Dans le combat de la Bérézina, l’armée de Volhynie a beaucoup souffert. Le duc de Reggio a été blessé ; sa blessure n’est pas dangereuse ; c’est une balle qu’il a reçue dans le côté.
Le lendemain 29, nous restâmes sur le champ de bataille. Nous avions à choisir entre deux routes, celle de Minsk et celle de Wilna. La route de Minsk passe au milieu d’une forêt et de marais incultes, et il eût été impossible à l’armée de s’y nourrir. La route de Wilna, au contraire, passe dans de très-bons pays ; l’armée, sans cavalerie, faible en munitions, horriblement fatiguée de cinquante jours de marche, traînant à sa suite ses malades et les blessés de tant de combats, avait besoin d’arriver à ses magasins.
Le 30, le quartier-général fut à Plechnitsi ; le 1er décembre à Slaiki, et le 3 à Molodetschino, où l’armée a reçu les premiers convois de Wilna.
Tous les officiers et soldats blessés, et tout ce qui est embarras, bagages, etc., ont été dirigés sur Wilna.
Dire que l’armée a besoin de rétablir sa discipline, de se refaire, de remonter sa cavalerie, son artillerie et son matériel, c’est le résultat de l’exposé qui vient d’être fait. Le repos est son premier besoin. Le matériel et les chevaux arrivent. Le général Bourcier a déjà plus de vingt mille chevaux de remonte dans différents dépôts. L’artillerie a déjà réparé ses pertes ; les généraux, les officiers et les soldats ont beaucoup souffert de la fatigue et de la disette. Beaucoup ont perdu leurs bagages par suite de la perte de leurs chevaux ; quelques-uns par le fait des embuscades des cosaques. Les cosaques ont pris nombre d’hommes isolés, d’ingénieurs-géographes qui levaient les positions, et d’officiers blessés qui marchaient sans précaution, préférant courir des risques plutôt que de marcher posément et dans les convois.
Les rapports des officiers-généraux commandant les corps feront connaître les officiers et soldats qui se sont le plus distingués, et les détails de tous ces mémorables évènements.
Dans tous ces mouvements, l’empereur a toujours marché au milieu de sa garde, la cavalerie, commandée par le maréchal duc d’Istrie, et l’infanterie, commandée par le duc de Danzig. S. M. a été satisfaite du bon esprit que sa garde a montré ; elle a toujours été prête à se porter partout où les circonstances l’auraient exigé ; mais les circonstances ont toujours été telles que sa simple présence a suffi, et qu’elle n’a pas été dans le cas de donner.
Le prince de Neufchâtel, le grand-maréchal, le grand-écuyer et tous les aides-de-camp et les officiers militaires de la maison de l’empereur, ont toujours accompagné sa Majesté.
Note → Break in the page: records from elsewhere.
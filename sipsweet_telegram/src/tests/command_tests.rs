use teloxide::utils::command::BotCommands;

use crate::Command;

#[test]
fn help_lists_settings_commands() {
    let help = Command::descriptions().to_string();

    for command in ["/sip", "/status", "/interval", "/dnd", "/goal", "/timezone", "/flower"] {
        assert!(help.contains(command), "{command} missing from {help}");
    }
}

#[test]
fn text_arguments_are_passed_whole() {
    assert_eq!(
        Command::parse("/dnd 22:00 07:00", "sipsweet_bot").unwrap(),
        Command::Dnd("22:00 07:00".to_owned())
    );
    assert_eq!(
        Command::parse("/timezone Europe/Berlin", "sipsweet_bot").unwrap(),
        Command::Timezone("Europe/Berlin".to_owned())
    );
}

#[test]
fn numeric_arguments_are_parsed() {
    assert_eq!(
        Command::parse("/interval 90", "sipsweet_bot").unwrap(),
        Command::Interval(90)
    );
    assert_eq!(
        Command::parse("/goal 2500", "sipsweet_bot").unwrap(),
        Command::Goal(2500)
    );
    assert!(Command::parse("/interval often", "sipsweet_bot").is_err());
}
Notre cavalerie était tellement démontée, que l’on a dû réunir les officiers auxquels il restait un cheval, pour en former quatre compagnies de cent cinquante hommes chacune. Les généraux y faisaient les fonctions de capitaines, et les colonels celles de sous-officiers. Cet escadron sacré, commandé par le général Grouchy, et sous les ordres du roi de Naples, ne perdait pas de vue l’empereur dans tous ses mouvements.
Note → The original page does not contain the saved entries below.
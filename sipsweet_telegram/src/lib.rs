mod delivery;
mod preferences;
mod text;
mod tracking;

pub use delivery::TelegramDeliveryChannel;
pub use teloxide;

use std::sync::Arc;

use chrono::{DateTime, Utc};
use sipsweet_models::user::UserId;
use sipsweet_storage::{IntakeLog, SentReminderLog, SettingsService};
use teloxide::{dptree, filter_command, prelude::*, utils::command::BotCommands};

type HandlerResult = anyhow::Result<()>;

const NOT_REGISTERED: &str = "I don't know you yet. Send /start to begin.";

pub struct TelegramInteractionInterface;
impl TelegramInteractionInterface {
    pub async fn start(
        bot: Bot,
        settings: Arc<SettingsService>,
        intake: Arc<IntakeLog>,
        sent: Arc<SentReminderLog>,
    ) {
        log::info!("Starting Telegram interaction interface");

        let command_handler = Update::filter_message()
            .branch(filter_command::<Command, _>().endpoint(handle_command))
            .branch(dptree::endpoint(invalid_message));

        Dispatcher::builder(bot, command_handler)
            .dependencies(dptree::deps![settings, intake, sent])
            .enable_ctrlc_handler()
            .build()
            .dispatch()
            .await
    }
}

#[derive(BotCommands, Clone, Debug, PartialEq, Eq)]
#[command(
    rename_rule = "lowercase",
    description = "These commands are supported:"
)]
enum Command {
    #[command(description = "start receiving hydration reminders.")]
    Start,
    #[command(description = "log a sip in ml, e.g. /sip 250.")]
    Sip(u32),
    #[command(description = "show today's progress.")]
    Progress,
    #[command(description = "show this week's progress.")]
    Week,
    #[command(description = "show when the next reminder is due.")]
    Status,
    #[command(description = "show your settings.")]
    Settings,
    #[command(description = "set the reminder interval in minutes, e.g. /interval 90.")]
    Interval(u32),
    #[command(description = "set quiet hours, e.g. /dnd 22:00 07:00, /dnd on or /dnd off.")]
    Dnd(String),
    #[command(description = "set the daily goal in ml, e.g. /goal 2500.")]
    Goal(u32),
    #[command(description = "set your time zone, e.g. /timezone Europe/Berlin.")]
    Timezone(String),
    #[command(description = "pick how I call you: princess, babe or sweetie.")]
    Nickname(String),
    #[command(description = "pick your flower: rose, tulip or daisy.")]
    Flower(String),
    #[command(description = "show this text.")]
    Help,
}

async fn handle_command(
    bot: Bot,
    msg: Message,
    cmd: Command,
    settings: Arc<SettingsService>,
    intake: Arc<IntakeLog>,
    sent: Arc<SentReminderLog>,
) -> HandlerResult {
    let user_id = msg.chat.id.0;
    let reply = reply(cmd, user_id, Utc::now(), &settings, &intake, &sent).await?;

    bot.send_message(msg.chat.id, reply).await?;
    Ok(())
}

async fn reply(
    cmd: Command,
    user_id: UserId,
    now: DateTime<Utc>,
    settings: &SettingsService,
    intake: &IntakeLog,
    sent: &SentReminderLog,
) -> anyhow::Result<String> {
    match cmd {
        Command::Start => tracking::start(user_id, now, settings).await,
        Command::Sip(amount_ml) => tracking::log_sip(user_id, amount_ml, now, settings, intake).await,
        Command::Progress => tracking::progress(user_id, now, settings, intake).await,
        Command::Week => tracking::week(user_id, now, settings, intake).await,
        Command::Status => tracking::status(user_id, now, settings, intake, sent).await,
        Command::Settings => preferences::show(user_id, settings).await,
        Command::Interval(minutes) => {
            preferences::set_interval(user_id, minutes, now, settings).await
        }
        Command::Dnd(arg) => preferences::set_dnd(user_id, &arg, now, settings).await,
        Command::Goal(goal_ml) => preferences::set_goal(user_id, goal_ml, now, settings).await,
        Command::Timezone(arg) => preferences::set_timezone(user_id, &arg, now, settings).await,
        Command::Nickname(arg) => preferences::set_nickname(user_id, &arg, now, settings).await,
        Command::Flower(arg) => preferences::set_flower(user_id, &arg, now, settings).await,
        Command::Help => Ok(Command::descriptions().to_string()),
    }
}

async fn invalid_message(bot: Bot, msg: Message) -> HandlerResult {
    bot.send_message(
        msg.chat.id,
        "Unable to handle the message. Use /help to see what I understand.",
    )
    .await?;

    Ok(())
}

#[cfg(test)]
mod tests;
La santé de Sa Majesté n’a jamais été meilleure.
NOTE : l’ensemble des Bulletins de la campagne de Russie est à retrouver ICI
[1] Maladsetschna ou Molodetschno.
[2] Le Dniepr.
[3] Première affaire de Borisov, le 21 novembre. Les forces franco-polonaises de Dombrowski s’élèvent à environ 5.000 hommes et 20 canons. Ils sont presque entièrement tués, blessés ou faits prisonniers. Seul le 1er régiment polonais d’infanterie réussi à s’échapper. Elles sont opposées à l’avant-garde du comte Lambert : 4.500 hommes et 36 canons. 2.000 sont tués ou blessés.
[4] Comte Charles de Lambert (1773 – 1843), royaliste français au service de la Russie
[5] Oudinot
[6] Sans doute la deuxième affaire de Borisov, le 23.
[7] Louis Partouneaux (1770 – 1835)
[8] Ces lignes montrent que l’empereur était loin de connaître la situation exacte à laquelle Partouneaux avait été confrontée. Il lui rendra justice en 1813.